The nurse brings Stella over and hands her to me. She’s swaddled and I lean her in to Lindsay. We’re both crying. Lindsay can’t hold her because she’s numb and her hands are strapped down out to her sides.
Sadly it’s only a moment as they have to take the baby up to ICU and keep her on oxygen. I kiss Lindsay and go with the nurses up with Stella. I don’t want to leave Lindsay’s side but I need to go with the baby.
4:30PM: Intensive care unit. They weigh and measure the baby. They continue to rub her down and clear her airway. People are talking at me, but it’s all a blur. I want to be with Lindsay. Hold her. Comfort her. I want her to hold our daughter.
“What’s her name?”
No name. Not until her Mom sees her. Holds her. So, she’s Baby Girl Hand for now.

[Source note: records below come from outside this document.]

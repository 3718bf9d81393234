use crate::geometry::circle::circle_overlap;
use crate::geometry::intersection::intersection_area;
use crate::geometry::point::distance;
use crate::layout::area::Area;
use crate::layout::CircleRecord;

/// Weighted squared error between achieved and target overlap areas. The
/// sole fitness criterion shared by every optimizer in the crate.
/// Single-set areas contribute nothing (their fit is fixed by radius).
pub fn loss(circles: &CircleRecord, areas: &[Area]) -> f64 {
    let mut output = 0.;
    for area in areas {
        if area.sets.len() < 2 {
            continue;
        }
        let overlap = if area.sets.len() == 2 {
            let (Some(left), Some(right)) =
                (circles.get(&area.sets[0]), circles.get(&area.sets[1]))
            else {
                continue;
            };
            circle_overlap(left.r, right.r, distance(&left.c, &right.c))
        } else {
            let members: Vec<_> = area.sets.iter().filter_map(|s| circles.get(s)).copied().collect();
            if members.len() < area.sets.len() {
                continue;
            }
            intersection_area(&members)
        };
        output += area.weight * (overlap - area.size) * (overlap - area.size);
    }
    output
}

#[cfg(test)]
mod tests {
    use super::*;
    use crate::geometry::circle::Circle;
    use crate::geometry::point::Point;
    use std::collections::BTreeMap;
    use std::f64::consts::PI;

    fn record(entries: &[(&str, f64, f64, f64)]) -> CircleRecord {
        entries
            .iter()
            .map(|&(id, x, y, r)| (id.to_string(), Circle { c: Point { x, y }, r }))
            .collect::<BTreeMap<_, _>>()
    }

    #[test]
    fn zero_for_perfect_layout() {
        // coincident unit circles, target overlap = full area
        let circles = record(&[("A", 0., 0., 1.), ("B", 0., 0., 1.)]);
        let areas = vec![
            Area::new(&["A"], PI),
            Area::new(&["B"], PI),
            Area::new(&["A", "B"], PI),
        ];
        assert_relative_eq!(loss(&circles, &areas), 0., epsilon = 1e-10);
    }

    #[test]
    fn weight_scales_contribution() {
        let circles = record(&[("A", 0., 0., 1.), ("B", 5., 0., 1.)]);
        let areas = vec![Area::new(&["A", "B"], 2.)];
        let weighted = vec![Area::new(&["A", "B"], 2.).with_weight(3.)];
        assert_relative_eq!(loss(&circles, &weighted), 3. * loss(&circles, &areas));
    }

    #[test]
    fn single_set_areas_ignored() {
        let circles = record(&[("A", 0., 0., 1.)]);
        let areas = vec![Area::new(&["A"], 100.)];
        assert_eq!(loss(&circles, &areas), 0.);
    }
}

Back down to recovery and at Lindsay’s side. She’s shaking and incoherent. Confused. And still convinced that we’re withholding the truth. When can she see the baby. I stay with her for awhile. Holding her.
Melissa, who has been her nurse all day is with her. She assures me that Lindsay will be ok. They have just given her something to help her relax. She also informs me that it was wise to do the C-section The embilical cord was wrapped around the baby’s neck three times and as she dropped it was choking her.
And so for the next few hours I am back and forth between mother and daughter. Lindsay’s parents and sister, my sister, and friends come by.
10:00 PM: Lindsay is taken in a wheelchair to see Stella. She finally gets to hold her. They have taken the oxygen off and she’s breathing on her own. The visit is brief.
All night long I trek back and forth between Lindsay’s room and Stella’s. Every time I’m with Lindsay she tells me to go be with the baby so she’s not alone. I finally fall asleep in Lindsay’s room and awake at around 6:00 AM and discover Lindsay awake and sitting up in bed
” I get to go see her in an hour!” she says like a kid waiting for Christmas morning.
My heart breaks at the sight of Lindsay filled with pure love and longing. The fact that it had been so long without her baby in her arms wounds my soul.
Thursday morning, October 13th, 8:30 AM: Stella gets to leave the ICU! She is with us now And forever.
I want to thank some people for the part they played. Colleen for being with us throughout the labor. For her calming effect and support. Melissa, our nurse, for her kindness and compassion. She suspected something wasn’t quite right at the end and for remaining with Lindsay through the birth and recovery. She visited us the next day to officially meet Stella and told Lindsay what an awesome job she did. That Lindsay was one of her favorite patients. Doctor Fowler for his awareness and decisiveness. For bringing Stella into the world unharmed. Family and Friends for their love and support.
I experienced many emotions throughout the day, love for Lindsay and Stella reigning supreme. We three begin our life together.